• EXERCISE OBJECTIVE
For the word "from", count the lines below that contain it. Give the number alone.

• SOURCE DATA
Content starts

use ifem_vtk::writer::{self, PvdWriter, VtkWriter, VtuWriter};
use ifem_vtk::{
    Config, Error, MemoryContainer, OutputMode, PatchId, Reader, UnstructuredPatch, Writer,
};
use ndarray::Array2;
use std::fs;
use std::path::PathBuf;

fn output_dir(name: &str) -> PathBuf {
    let dir = std::env::temp_dir().join("ifem-vtk-tests").join(name);
    let _ = fs::remove_dir_all(&dir);
    fs::create_dir_all(&dir).unwrap();
    dir
}

/// linear segment from `x0` to `x1`
fn line(x0: f64, x1: f64) -> String {
    format!("100 1 0 0\n1 0\n2 2\n0 0 1 1\n{}\n{}\n", x0, x1)
}

/// bilinear unit square with two elements in each direction
fn square() -> String {
    let mut g2 = String::from("200 1 0 0\n2 0\n3 2\n0 0 0.5 1 1\n3 2\n0 0 0.5 1 1\n");
    for j in 0..3 {
        for i in 0..3 {
            g2.push_str(&format!("{} {}\n", i as f64 * 0.5, j as f64 * 0.5));
        }
    }
    g2
}

/// trilinear unit cube with a single element
fn cube() -> String {
    let mut g2 = String::from("700 1 0 0\n3 0\n2 2\n0 0 1 1\n2 2\n0 0 1 1\n2 2\n0 0 1 1\n");
    for k in 0..2 {
        for j in 0..2 {
            for i in 0..2 {
                g2.push_str(&format!("{} {} {}\n", i, j, k));
            }
        }
    }
    g2
}

fn convert(container: &MemoryContainer, w: &mut dyn Writer, config: Config) -> Result<(), Error> {
    let mut reader = Reader::new(container, config)?;
    reader.write(w)
}

#[derive(Default)]
struct Recorder {
    geometry: Vec<(usize, PatchId, Array2<f64>, Array2<usize>)>,
    removed: Vec<(usize, PatchId)>,
    fields: Vec<(usize, String, PatchId, Array2<f64>)>,
    times: Vec<f64>,
    step: usize,
    closed: bool,
}

impl Writer for Recorder {
    fn update_geometry(&mut self, patch: UnstructuredPatch, patch_id: PatchId) -> Result<(), Error> {
        self.geometry
            .push((self.step, patch_id, patch.nodes, patch.cells));
        Ok(())
    }

    fn remove_geometry(&mut self, patch_id: PatchId) -> Result<(), Error> {
        self.removed.push((self.step, patch_id));
        Ok(())
    }

    fn update_field(
        &mut self,
        name: &str,
        data: Array2<f64>,
        _cells: bool,
        patch_id: PatchId,
    ) -> Result<(), Error> {
        self.fields
            .push((self.step, name.to_string(), patch_id, data));
        Ok(())
    }

    fn add_time(&mut self, time: f64) -> Result<(), Error> {
        self.times.push(time);
        Ok(())
    }

    fn finalize_step(&mut self) -> Result<(), Error> {
        self.step += 1;
        Ok(())
    }

    fn close(&mut self) -> Result<(), Error> {
        self.closed = true;
        Ok(())
    }
}

#[test]
fn deterministic_output() {
    let mut container = MemoryContainer::new();
    container.insert_geometry(0, "mesh", vec![line(0., 1.), line(1., 2.), line(2., 3.)]);
    container.insert_geometry(0, "other", vec![square()]);
    container.insert_field(0, "mesh", "p", vec![vec![1., 2.], vec![3., 4.], vec![5., 6.]]);

    let mut outputs = Vec::new();
    for run in ["first", "second"] {
        let dir = output_dir(&format!("deterministic-{}", run));
        let config = Config::default().with_output_mode(OutputMode::Ascii);
        let mut w = VtuWriter::new(&dir.join("out.vtu"), &config).unwrap();
        convert(&container, &mut w, config).unwrap();
        outputs.push(fs::read(dir.join("out-0.vtu")).unwrap());
    }
    assert_eq!(outputs[0], outputs[1]);

    let mut recorder = Recorder::default();
    convert(&container, &mut recorder, Config::default()).unwrap();
    let ids: Vec<PatchId> = recorder.geometry.iter().map(|g| g.1).collect();
    assert_eq!(ids, vec![PatchId(0), PatchId(1), PatchId(2), PatchId(3)]);
    assert!(recorder.closed);
}

#[test]
fn geometry_updates_reuse_cache() {
    let mut container = MemoryContainer::new();
    for (level, offset) in [(0, 0.), (3, 1.), (7, 2.)] {
        container.insert_geometry(level, "mesh", vec![line(offset, offset + 1.)]);
    }
    for level in 0..10 {
        container.insert_field(level, "mesh", "p", vec![vec![level as f64, 0.]]);
    }

    let mut reader = Reader::new(&container, Config::default()).unwrap();
    let mut recorder = Recorder::default();
    reader.write(&mut recorder).unwrap();

    assert_eq!(reader.cache().decodes(), 3);
    assert_eq!(reader.catalogue().basis_level(5, "mesh").unwrap(), 3);
    let steps: Vec<usize> = recorder.geometry.iter().map(|g| g.0).collect();
    assert_eq!(steps, vec![0, 3, 7]);
    assert_eq!(recorder.removed, vec![(3, PatchId(0)), (7, PatchId(1))]);
    assert_eq!(recorder.fields.len(), 10);
    assert_eq!(recorder.times, (0..10).map(|l| l as f64).collect::<Vec<_>>());

    // field data at level 5 sits on the geometry from level 3
    let (_, _, id, data) = &recorder.fields[5];
    assert_eq!(*id, PatchId(1));
    assert_eq!(data[[0, 0]], 5.0);
}

#[test]
fn moved_geometry_replaces_previous() {
    let mut container = MemoryContainer::new();
    container.insert_geometry(0, "mesh", vec![line(0., 1.)]);
    container.insert_geometry(1, "mesh", vec![line(5., 6.)]);
    container.insert_field(0, "mesh", "p", vec![vec![1., 2.]]);
    container.insert_field(1, "mesh", "p", vec![vec![3., 4.]]);

    let dir = output_dir("moved");
    let config = Config::default().with_output_mode(OutputMode::Ascii);
    let mut w = VtuWriter::new(&dir.join("out.vtu"), &config).unwrap();
    convert(&container, &mut w, config).unwrap();

    let text = fs::read_to_string(dir.join("out-1.vtu")).unwrap();
    assert!(text.contains("NumberOfPoints=\"2\" NumberOfCells=\"1\""));
    assert!(text.contains("Name=\"p\" NumberOfComponents=\"1\" format=\"ascii\">3.0 4.0<"));
    assert!(!text.contains(">0.0 0.0 0.0 1.0 0.0 0.0<"));
}

#[test]
fn field_before_first_geometry() {
    let mut container = MemoryContainer::new();
    container.insert_field(1, "late", "p", vec![vec![1., 2.]]);
    container.insert_geometry(2, "late", vec![line(0., 1.)]);

    let err = Reader::new(&container, Config::default()).unwrap_err();
    assert_eq!(
        err.to_string(),
        "Geometry for basis `late` unavailable at timestep 1"
    );
}

#[test]
fn vectors_padded_to_three_components() {
    let mut container = MemoryContainer::new();
    container.insert_geometry(0, "mesh", vec![line(0., 1.)]);
    container.insert_field(0, "mesh", "w", vec![vec![1., 2., 3., 4.]]);

    let dir = output_dir("padding");
    let config = Config::default()
        .with_output_mode(OutputMode::Ascii)
        .with_decompose(false);
    let mut w = VtuWriter::new(&dir.join("out.vtu"), &config).unwrap();
    convert(&container, &mut w, config).unwrap();

    let text = fs::read_to_string(dir.join("out-0.vtu")).unwrap();
    assert!(text.contains(
        "Name=\"w\" NumberOfComponents=\"3\" format=\"ascii\">1.0 2.0 0.0 3.0 4.0 0.0<"
    ));
    assert!(!text.contains("w_x"));
}

#[test]
fn hexahedron_connectivity() {
    let mut container = MemoryContainer::new();
    container.insert_geometry(0, "volume", vec![cube()]);

    let dir = output_dir("hexahedron");
    let config = Config::default().with_output_mode(OutputMode::Ascii);
    let mut w = VtkWriter::new(&dir.join("cube.vtk"), &config).unwrap();
    convert(&container, &mut w, config).unwrap();

    let text = fs::read_to_string(dir.join("cube-0.vtk")).unwrap();
    assert!(text.contains("POINTS 8 double\n0.0 0.0 0.0\n0.0 0.0 1.0\n"));
    assert!(text.contains("CELLS 1 9\n8 0 4 6 2 1 5 7 3\n"));
    assert!(text.contains("CELL_TYPES 1\n12\n"));
}

#[test]
fn quadrilateral_connectivity_and_cell_data() {
    let mut container = MemoryContainer::new();
    container.insert_geometry(0, "surface", vec![square()]);
    // four element values listed with the first direction fastest
    container.insert_field(0, "surface", "e", vec![vec![1., 2., 3., 4.]]);

    let mut recorder = Recorder::default();
    convert(&container, &mut recorder, Config::default()).unwrap();

    let (_, _, nodes, cells) = &recorder.geometry[0];
    assert_eq!(nodes.dim(), (9, 3));
    assert_eq!(cells.dim(), (4, 4));
    assert_eq!(cells.row(0).to_vec(), vec![0, 3, 4, 1]);
    assert_eq!(cells.row(3).to_vec(), vec![4, 7, 8, 5]);

    let (_, name, _, data) = &recorder.fields[0];
    assert_eq!(name, "e");
    assert_eq!(data.iter().copied().collect::<Vec<_>>(), vec![1., 3., 2., 4.]);
}

#[test]
fn identical_patches_share_id() {
    let mut container = MemoryContainer::new();
    container.insert_geometry(0, "pressure", vec![line(0., 1.)]);
    container.insert_geometry(0, "velocity", vec![line(0., 1.)]);
    container.insert_field(0, "pressure", "p", vec![vec![1., 2.]]);
    container.insert_field(0, "velocity", "q", vec![vec![3., 4.]]);

    let mut reader = Reader::new(&container, Config::default()).unwrap();
    let mut recorder = Recorder::default();
    reader.write(&mut recorder).unwrap();

    assert_eq!(recorder.geometry.len(), 1);
    assert_eq!(reader.patches().len(), 1);
    let ids: Vec<PatchId> = recorder.fields.iter().map(|f| f.2).collect();
    assert_eq!(ids, vec![PatchId(0), PatchId(0)]);
}

#[test]
fn decomposed_vector_components() {
    let mut container = MemoryContainer::new();
    container.insert_geometry(0, "mesh", vec![line(0., 1.)]);
    container.insert_field(0, "mesh", "v", vec![vec![1., 2., 3., 4., 5., 6.]]);

    let dir = output_dir("decompose");
    let config = Config::default().with_output_mode(OutputMode::Ascii);
    let mut w = VtuWriter::new(&dir.join("out.vtu"), &config).unwrap();
    convert(&container, &mut w, config).unwrap();

    let text = fs::read_to_string(dir.join("out-0.vtu")).unwrap();
    assert!(text.contains("Name=\"v\" NumberOfComponents=\"3\" format=\"ascii\">1.0 2.0 3.0 4.0 5.0 6.0<"));
    assert!(text.contains("Name=\"v_x\" NumberOfComponents=\"1\" format=\"ascii\">1.0 4.0<"));
    assert!(text.contains("Name=\"v_y\" NumberOfComponents=\"1\" format=\"ascii\">2.0 5.0<"));
    assert!(text.contains("Name=\"v_z\" NumberOfComponents=\"1\" format=\"ascii\">3.0 6.0<"));
}

#[test]
fn split_fields_are_combined() {
    let mut container = MemoryContainer::new();
    container.insert_geometry(0, "mesh", vec![line(0., 1.)]);
    container.insert_field(0, "mesh", "u_x", vec![vec![1., 2.]]);
    container.insert_field(0, "mesh", "u_y", vec![vec![3., 4.]]);

    let mut recorder = Recorder::default();
    convert(&container, &mut recorder, Config::default()).unwrap();
    let names: Vec<&str> = recorder.fields.iter().map(|f| f.1.as_str()).collect();
    assert_eq!(names, vec!["u_x", "u_y", "u"]);
    assert_eq!(
        recorder.fields[2].3,
        ndarray::arr2(&[[1., 3., 0.], [2., 4., 0.]])
    );

    let mut recorder = Recorder::default();
    let config = Config::default().with_combine_split_fields(false);
    convert(&container, &mut recorder, config).unwrap();
    assert_eq!(recorder.fields.len(), 2);
}

#[test]
fn nan_policy_per_format() {
    // cell data is reordered but never interpolated, so values reach the writer untouched
    let mut container = MemoryContainer::new();
    container.insert_geometry(0, "surface", vec![square()]);
    container.insert_field(0, "surface", "p", vec![vec![f64::NAN, 1., 2., 3.]]);

    let dir = output_dir("nan");

    let ascii = Config::default().with_output_mode(OutputMode::Ascii);
    let mut w = VtkWriter::new(&dir.join("ascii.vtk"), &ascii).unwrap();
    convert(&container, &mut w, ascii).unwrap();
    let text = fs::read_to_string(dir.join("ascii-0.vtk")).unwrap();
    assert!(text.contains("CELL_DATA 4\nFIELD FieldData 1\np 1 4 double\n0.0\n2.0\n1.0\n3.0\n"));
    assert!(!text.contains("NaN"));

    let binary = Config::default().with_output_mode(OutputMode::Binary);
    let mut w = VtkWriter::new(&dir.join("binary.vtk"), &binary).unwrap();
    convert(&container, &mut w, binary).unwrap();
    let bytes = fs::read(dir.join("binary-0.vtk")).unwrap();
    let nan = f64::NAN.to_be_bytes();
    assert!(bytes.windows(8).any(|w| w == nan));

    let appended = Config::default().with_output_mode(OutputMode::Appended);
    let mut w = VtuWriter::new(&dir.join("appended.vtu"), &appended).unwrap();
    convert(&container, &mut w, appended).unwrap();
    let bytes = fs::read(dir.join("appended-0.vtu")).unwrap();
    let nan = f64::NAN.to_le_bytes();
    assert!(bytes.windows(8).any(|w| w == nan));
}

#[test]
fn pvd_collection_with_times() {
    let mut container = MemoryContainer::new();
    container.insert_geometry(0, "mesh", vec![line(0., 1.)]);
    container.insert_field(0, "mesh", "p", vec![vec![1., 2.]]);
    container.insert_field(1, "mesh", "p", vec![vec![3., 4.]]);
    container.set_time(0, 0.0).set_time(1, 0.125);

    let dir = output_dir("pvd");
    let config = Config::default();
    let mut w = PvdWriter::new(&dir.join("result.pvd"), &config).unwrap();
    convert(&container, &mut w, config).unwrap();

    let collection = fs::read_to_string(dir.join("result.pvd")).unwrap();
    assert!(collection.contains("type=\"Collection\""));
    assert!(collection.contains("timestep=\"0\" part=\"0\" file=\"result/data-0.vtu\""));
    assert!(collection.contains("timestep=\"0.125\" part=\"0\" file=\"result/data-1.vtu\""));
    assert!(collection.trim_end().ends_with("</VTKFile>"));

    // the second step keeps the geometry written in the first
    let step = fs::read_to_string(dir.join("result").join("data-1.vtu")).unwrap();
    assert!(step.contains("NumberOfPoints=\"2\" NumberOfCells=\"1\""));
}

#[test]
fn convert_directory_input() {
    let root = output_dir("directory-input");
    let input = root.join("input");
    for (level, x0) in [(0, 0.), (2, 1.)] {
        let basis = input.join(level.to_string()).join("mesh").join("basis");
        fs::create_dir_all(&basis).unwrap();
        fs::write(basis.join("1"), line(x0, x0 + 1.)).unwrap();
    }
    for level in 0..3 {
        let field = input.join(level.to_string()).join("mesh").join("fields").join("p");
        fs::create_dir_all(&field).unwrap();
        fs::write(field.join("1"), format!("{} 0", level)).unwrap();
    }

    let container = ifem_vtk::container::open(&input).unwrap();
    let mut reader = Reader::new(container, Config::default()).unwrap();
    let mut recorder = Recorder::default();
    reader.write(&mut recorder).unwrap();

    let steps: Vec<usize> = recorder.geometry.iter().map(|g| g.0).collect();
    assert_eq!(steps, vec![0, 2]);
    assert_eq!(recorder.removed, vec![(2, PatchId(0))]);
    assert_eq!(recorder.fields.len(), 3);
    assert_eq!(recorder.times, vec![0., 1., 2.]);
}

#[test]
fn registry_rejects_before_io() {
    let dir = output_dir("registry");
    let path = dir.join("never.vtk");
    let config = Config::default().with_output_mode(OutputMode::Appended);

    let err = writer::create("vtk", &path, &config).err().unwrap();
    assert!(matches!(err, Error::UnsupportedMode { format: "VTK", .. }));
    assert!(!path.exists());

    let err = writer::create("obj", &path, &config).err().unwrap();
    assert_eq!(
        err.to_string(),
        "Unable to find any applicable writers for format `obj`"
    );

    assert!(writer::create("pvd", &dir.join("ok.pvd"), &config).is_ok());
}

Content ends

• ANSWER TO THIS EXERCISE
4